# New 3ft Tank - What Fish ???



## LadyFrenchies

Hi, i am getting a new 3ft long tank on sunday and im not sure what fish to put in it, i want big fish bacause my mum has a 3ft tank downstairs with small fish in it like guppys, neons and mollys, but im not keen on it so i want big fish, like adult plecs and stuff but i want them all to get along, any suggestions xox


----------



## Guest

First things first, does your tank have all the necessary equipment and do you understand the basics of fishless cycling and water quality?

I'm assuming you want a common plec and a selection of other large fish such as cichlids? Unfortunately your tank will be too small for these, common plecs (_Liposarcus multiradiatus_) can top 18"/46cm and will grow far too big, most of the larger cichlids and other fish growing bigger than 5-6"/13-15cm will also be too big. I would recommend fish that grow no bigger than around 4-5"/10-13cm. If you did add a large selection of fish that grow bigger than the sizes already mentioned you will have serious problems with overstocking, which in turn will cuase water quality problems.

However there are some smaller cichlids available such as Kribensis and Keyholes that would be suitable for a tank of this size, both of these fish grow to around 4"/10cm.

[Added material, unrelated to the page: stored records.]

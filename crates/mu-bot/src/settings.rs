use anyhow::{Context, Result};
use serde::{Deserialize, Serialize};
use std::path::Path;

use mu_vision::{ActivityThresholds, PartyConfig, WarpConfig};

/// Every numeric tunable of the control loop, persisted as one JSON file.
///
/// Defaults match the live game client; overrides exist for private servers
/// with different pacing, not for ordinary use.
#[derive(Debug, Clone, Serialize, Deserialize)]
#[serde(default)]
pub struct BotSettings {
    /// Title prefix identifying game-client windows, up to the opening
    /// bracket of the character name.
    pub window_title_prefix: String,
    /// Character level at which a reset becomes available.
    pub reset_level: u32,
    /// Maximum points a single allocation command may carry.
    pub allocation_cap: u64,
    /// Pause between the full-roster passes, in seconds.
    pub cycle_interval_secs: u64,
    /// Title re-poll interval while waiting out solo leveling, in seconds.
    pub solo_poll_secs: u64,
    /// Human idle time required before the bot touches the input devices.
    pub idle_threshold_ms: u64,
    /// Window after the bot's own input during which it keeps acting.
    pub bot_grace_ms: u64,
    /// Gap between consecutive chat commands.
    pub command_delay_ms: u64,
    /// Settle time after /reset before allocation commands follow.
    pub reset_settle_ms: u64,
    /// Wait after solo leveling before the party rejoin starts.
    pub rejoin_delay_ms: u64,
    pub rejoin_attempts: u32,
    /// Settle after toggling hunt mode before re-checking it.
    pub hunt_toggle_delay_ms: u64,
    pub hunt_toggle_attempts: u32,
    /// How long step 5 waits for hunt mode to come back, in seconds.
    pub hunt_wait_secs: u64,
    pub hunt_poll_ms: u64,
    /// Settle after toggling power-saving switch mode.
    pub switch_toggle_delay_ms: u64,
    pub switch_threshold: f64,
    /// Match threshold for the leveling-map name label.
    pub map_threshold: f64,
    /// Match threshold for the quest-completion dialog.
    pub quest_threshold: f64,
    /// Foreground-cursor debug poll interval, in seconds. 0 disables.
    pub debug_cursor_poll_secs: u64,
    pub activity: ActivityThresholds,
    pub warp: WarpConfig,
    pub party: PartyConfig,
}

impl Default for BotSettings {
    fn default() -> Self {
        Self {
            window_title_prefix: "GlobalMuOnline - Powered by IGCN - Name: [".to_string(),
            reset_level: 400,
            allocation_cap: 32_600,
            cycle_interval_secs: 60,
            solo_poll_secs: 3,
            idle_threshold_ms: 30_000,
            bot_grace_ms: 2_500,
            command_delay_ms: 500,
            reset_settle_ms: 2_000,
            rejoin_delay_ms: 2_000,
            rejoin_attempts: 3,
            hunt_toggle_delay_ms: 800,
            hunt_toggle_attempts: 3,
            hunt_wait_secs: 30,
            hunt_poll_ms: 1_000,
            switch_toggle_delay_ms: 900,
            switch_threshold: 0.92,
            map_threshold: 0.8,
            quest_threshold: 0.9,
            debug_cursor_poll_secs: 5,
            activity: ActivityThresholds::default(),
            warp: WarpConfig::default(),
            party: PartyConfig::default(),
        }
    }
}

impl BotSettings {
    /// Load from a JSON file; a missing file yields the defaults.
    pub fn load(path: &Path) -> Result<Self> {
        if !path.exists() {
            tracing::info!("No settings file at {}, using defaults", path.display());
            return Ok(Self::default());
        }
        let content = std::fs::read_to_string(path)
            .with_context(|| format!("Failed to read {}", path.display()))?;
        let settings = serde_json::from_str(&content)
            .with_context(|| format!("Failed to parse {}", path.display()))?;
        Ok(settings)
    }

    pub fn save(&self, path: &Path) -> Result<()> {
        let json = serde_json::to_string_pretty(self)?;
        std::fs::write(path, json)
            .with_context(|| format!("Failed to write {}", path.display()))
    }
}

If this is your first tank I would stick with the peaceful community fish such as platies, tetras, anabantoids (i.e honey gouramis) and small catfish such as corydoras and smaller plecs such as Panaque and Hypancistrus until you learn the ropes. Once you are able to obtain a larger tank (at least 72"/180cm for a common plec) you will be able to start keeping some larger fish.


----------



## LadyFrenchies

yep ive kept fish for over 10 years along with my mum breeding many breeds and i get the tank on sunday and wont be buying fish until the tank as been up and running for at least 2 weeks with good and bad bacteria, i am not really looking for huge fish mainly middle sized ones like cat fish and stuff but i really like plecs starting from babies so then i have time to get a bigger tank before they get 2 big, i have a 1 and a half foot tank in the kitchen with my Lobby in he is a blue lobster, he is so cool, lol thanks for replies i really only want fish breed advice... but thanks anyway... xox Danielle xox
Forgot to mention im 16 and i have kept fish before, ive had over 10 tanks starting from when i was 6, i love small livebarers and do already keep baby guppys in my 10 gallon, baby platys in my other 10 gallon and now i keep my neons and adult platys and adult guppys in my other 3ft tank xox


----------



## Guest

What is the width and height of your tank?


----------



## LadyFrenchies

3 feet length, 2 1/2 feet tall and 1 foot wide, i like the keyholes they are cool lol xox


----------



## Guest

Well in that case... 

How about a couple of small plecs such as the L134 plec and the Clown plec (_Panaque maccus_)? Both only grow to around 3-4"/9-10cm. A pair of Keyholes would also be suitable and you might like a large shoal of pencilfish or congo tetras. You might also like a couple of Synodontis catfish such as the Upside-down syno (_Synodontis nigriventris_).


----------



## LadyFrenchies

they all sound very cool lol i can already see them swimming around the tank lol xox thanks pleccy xox


----------



## LadyFrenchies

sorry to double post but how big do oscars grow, i really like them and some 1 has 2 babies for rehoming for a small fee...
omg i found these pics on google and is this tank healthy for 2 oscars of their size the tank looks abit small to me ?? xox

http://s41.photobucket.com/albums/e271/pantigokitten/?action=view&current=IMG_0956.jpg
http://s41.photobucket.com/albums/e271/pantigokitten/?action=view&current=IMG_0957.jpg


----------



## Guest

As fishyfins has said oscars would be too big however there are a couple of smaller species of Geophagus available, a pair of these would be suitable for your tank.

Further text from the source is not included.